Butch had been following news reports of Hugo’s landfall in Charleston. Forecasters said the storm would pass over the area around Richfield – about 40 miles northeast of Charlotte – around daybreak on September 22. So Butch and his crew started work around 2:30 a.m. to try to get the herd of 180 dairy cows milked before Hugo arrived.
It seemed like a good plan, but the storm moved faster than forecasters expected. Butch and his workers had just started the milking process when Hugo reached them. They’d been working for about an hour when the electricity went out, shutting down the milking machines.
Hugo’s winds were still blowing at around 85 mph when it reached North Carolina, and some residents recalled later that the air smelled like they were at the beach.
The milking crew hooked a portable electric generator to the power takeoff of a tractor and kept the milking machines going. Trees and a few small buildings were going down around them as they worked in the dairy barn. “Debris was flying around through the air,” Butch said.
Postponing the milking until the storm passed wasn’t an option. If cows aren’t milked, it can cause serious health problems or perhaps even kill them, Brooks said.
But Butch’s wife Wanda wasn’t happy about her husband being out in the middle of a howling hurricane. She and their kids rode out Hugo in their basement. Wanda later told me that, as the storm roared outside, she thought to herself, half joking and half seriously, “If (Butch) lives through this, I’ll kill him.”

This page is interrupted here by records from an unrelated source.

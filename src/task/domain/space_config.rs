//! Per-space administrative configuration record.

use super::{ChannelId, FieldUpdate, SpaceId};
use serde::{Deserialize, Serialize};

/// Administrative configuration, exactly one record per space.
///
/// Created on the first configuration write; later writes update the
/// record in place. No history, no deletion path.
#[derive(Debug, Clone, PartialEq, Eq, Serialize, Deserialize)]
pub struct SpaceConfig {
    space_id: SpaceId,
    #[serde(skip_serializing_if = "Option::is_none")]
    notification_channel_id: Option<ChannelId>,
}

impl SpaceConfig {
    /// Creates a configuration record with no notification channel set.
    #[must_use]
    pub const fn new(space_id: SpaceId) -> Self {
        Self {
            space_id,
            notification_channel_id: None,
        }
    }

    /// Sets the notification channel.
    #[must_use]
    pub const fn with_notification_channel(mut self, channel_id: ChannelId) -> Self {
        self.notification_channel_id = Some(channel_id);
        self
    }

    /// Returns the owning-space identifier.
    #[must_use]
    pub const fn space_id(&self) -> &SpaceId {
        &self.space_id
    }

    /// Returns the notification channel, if one is configured.
    #[must_use]
    pub const fn notification_channel_id(&self) -> Option<ChannelId> {
        self.notification_channel_id
    }

    /// Merges a patch into the record.
    pub fn apply_patch(&mut self, patch: SpaceConfigPatch) {
        self.notification_channel_id = patch
            .notification_channel_id
            .apply(self.notification_channel_id);
    }
}

/// Partial update for a space configuration record.
#[derive(Debug, Clone, Copy, Default, PartialEq, Eq, Serialize, Deserialize)]
pub struct SpaceConfigPatch {
    /// Notification-channel update.
    pub notification_channel_id: FieldUpdate<ChannelId>,
}

impl SpaceConfigPatch {
    /// Creates an empty patch.
    #[must_use]
    pub fn new() -> Self {
        Self::default()
    }

    /// Sets the notification-channel update.
    #[must_use]
    pub const fn with_notification_channel(mut self, update: FieldUpdate<ChannelId>) -> Self {
        self.notification_channel_id = update;
        self
    }
}
//! In-memory repository adapters.

mod space_config;
mod task;

pub use space_config::InMemorySpaceConfigRepository;
pub use task::InMemoryTaskRepository;
//! Unit tests for three-state field updates and patch merging.

use crate::task::domain::{
    DueDate, FieldUpdate, SpaceConfig, SpaceConfigPatch, SpaceId, Task, TaskId, TaskPatch,
    TaskStatus, TaskTitle, UserId, ChannelId,
};
use mockable::DefaultClock;
use rstest::{fixture, rstest};

#[fixture]
fn clock() -> DefaultClock {
    DefaultClock
}

#[fixture]
fn task(clock: DefaultClock) -> Task {
    Task::new(
        TaskId::generate(),
        SpaceId::new("G1"),
        UserId::new("U1"),
        TaskTitle::new("Original title").expect("valid title"),
        Some("Original description".to_owned()),
        Some(DueDate::parse("2024-01-15").expect("valid date")),
        &clock,
    )
}

#[rstest]
fn field_update_keep_preserves_current_value() {
    let update: FieldUpdate<String> = FieldUpdate::Keep;
    assert_eq!(update.apply(Some("kept".to_owned())), Some("kept".to_owned()));
    let update_of_absent: FieldUpdate<String> = FieldUpdate::Keep;
    assert_eq!(update_of_absent.apply(None), None);
}

#[rstest]
fn field_update_clear_discards_current_value() {
    let update: FieldUpdate<String> = FieldUpdate::Clear;
    assert_eq!(update.apply(Some("gone".to_owned())), None);
}

#[rstest]
fn field_update_set_replaces_current_value() {
    let update = FieldUpdate::Set("new".to_owned());
    assert_eq!(update.apply(Some("old".to_owned())), Some("new".to_owned()));
}

#[rstest]
fn default_patch_is_empty() {
    assert!(TaskPatch::new().is_empty());
    assert!(!TaskPatch::new().with_status(TaskStatus::Done).is_empty());
    assert!(
        !TaskPatch::new()
            .with_description(FieldUpdate::Clear)
            .is_empty()
    );
}

#[rstest]
fn empty_patch_does_not_touch_updated_at(clock: DefaultClock, task: Task) {
    let mut patched = task.clone();
    patched.apply_patch(TaskPatch::new(), &clock);
    assert_eq!(patched, task);
}

#[rstest]
fn patch_merges_only_supplied_fields(clock: DefaultClock, task: Task) {
    let mut patched = task.clone();
    let patch = TaskPatch::new()
        .with_title(TaskTitle::new("New title").expect("valid title"))
        .with_due_date(FieldUpdate::Clear);

    patched.apply_patch(patch, &clock);

    assert_eq!(patched.title().as_str(), "New title");
    assert_eq!(patched.due_date(), None);
    // Untouched fields keep their stored values.
    assert_eq!(patched.description(), Some("Original description"));
    assert_eq!(patched.status(), task.status());
    assert_eq!(patched.created_at(), task.created_at());
    assert!(patched.updated_at() >= task.updated_at());
}

#[rstest]
fn patch_clears_description_distinctly_from_keeping_it(clock: DefaultClock, task: Task) {
    let mut cleared = task.clone();
    cleared.apply_patch(
        TaskPatch::new().with_description(FieldUpdate::Clear),
        &clock,
    );
    assert_eq!(cleared.description(), None);

    let mut kept = task.clone();
    kept.apply_patch(TaskPatch::new().with_due_date(FieldUpdate::Clear), &clock);
    assert_eq!(kept.description(), Some("Original description"));
}

#[rstest]
fn space_config_patch_sets_and_clears_channel() {
    let mut config = SpaceConfig::new(SpaceId::new("G1"));

    config.apply_patch(
        SpaceConfigPatch::new()
            .with_notification_channel(FieldUpdate::Set(ChannelId::new(42))),
    );
    assert_eq!(config.notification_channel_id(), Some(ChannelId::new(42)));

    config.apply_patch(
        SpaceConfigPatch::new().with_notification_channel(FieldUpdate::Clear),
    );
    assert_eq!(config.notification_channel_id(), None);
}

It took about four hours to get the herd milked. They finished about 6:30 a.m. just as Hugo was finishing its destructive work in Stanly County and moving into the North Carolina mountains. Trees had been blown down across his pasture fences and a couple of small buildings had been destroyed, but no people or animals had been hurt.

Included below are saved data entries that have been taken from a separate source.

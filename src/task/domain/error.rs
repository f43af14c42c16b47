//! Error types for task domain validation and parsing.

use thiserror::Error;

/// Errors returned while constructing domain task values.
#[derive(Debug, Clone, Error, PartialEq, Eq)]
pub enum TaskDomainError {
    /// The supplied due date is not a valid `YYYY-MM-DD` calendar date.
    #[error("invalid due date '{0}', expected YYYY-MM-DD")]
    InvalidDateFormat(String),

    /// The task title is empty after trimming.
    #[error("task title must not be empty")]
    EmptyTitle,

    /// The task identifier is not eight lowercase hex characters.
    #[error("invalid task identifier '{0}'")]
    InvalidTaskId(String),
}

/// Error returned while parsing task statuses from persistence.
#[derive(Debug, Clone, Error, PartialEq, Eq)]
#[error("unknown task status: {0}")]
pub struct ParseTaskStatusError(pub String);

Hurricane Hugo cut a path of devastation through the Carolinas and was the most expensive hurricane on record at the time. The storm killed seven people and did about $1 billion worth of damage in North Carolina alone. The total death toll from Hugo in the U.S. and Caribbean was 76, and damages totaled about $10 billion.
Butch said Wanda hasn’t forgotten that September morning 20 years ago. “She reminds me of it rather often, her idiot husband who went out in the middle of a hurricane,” he said.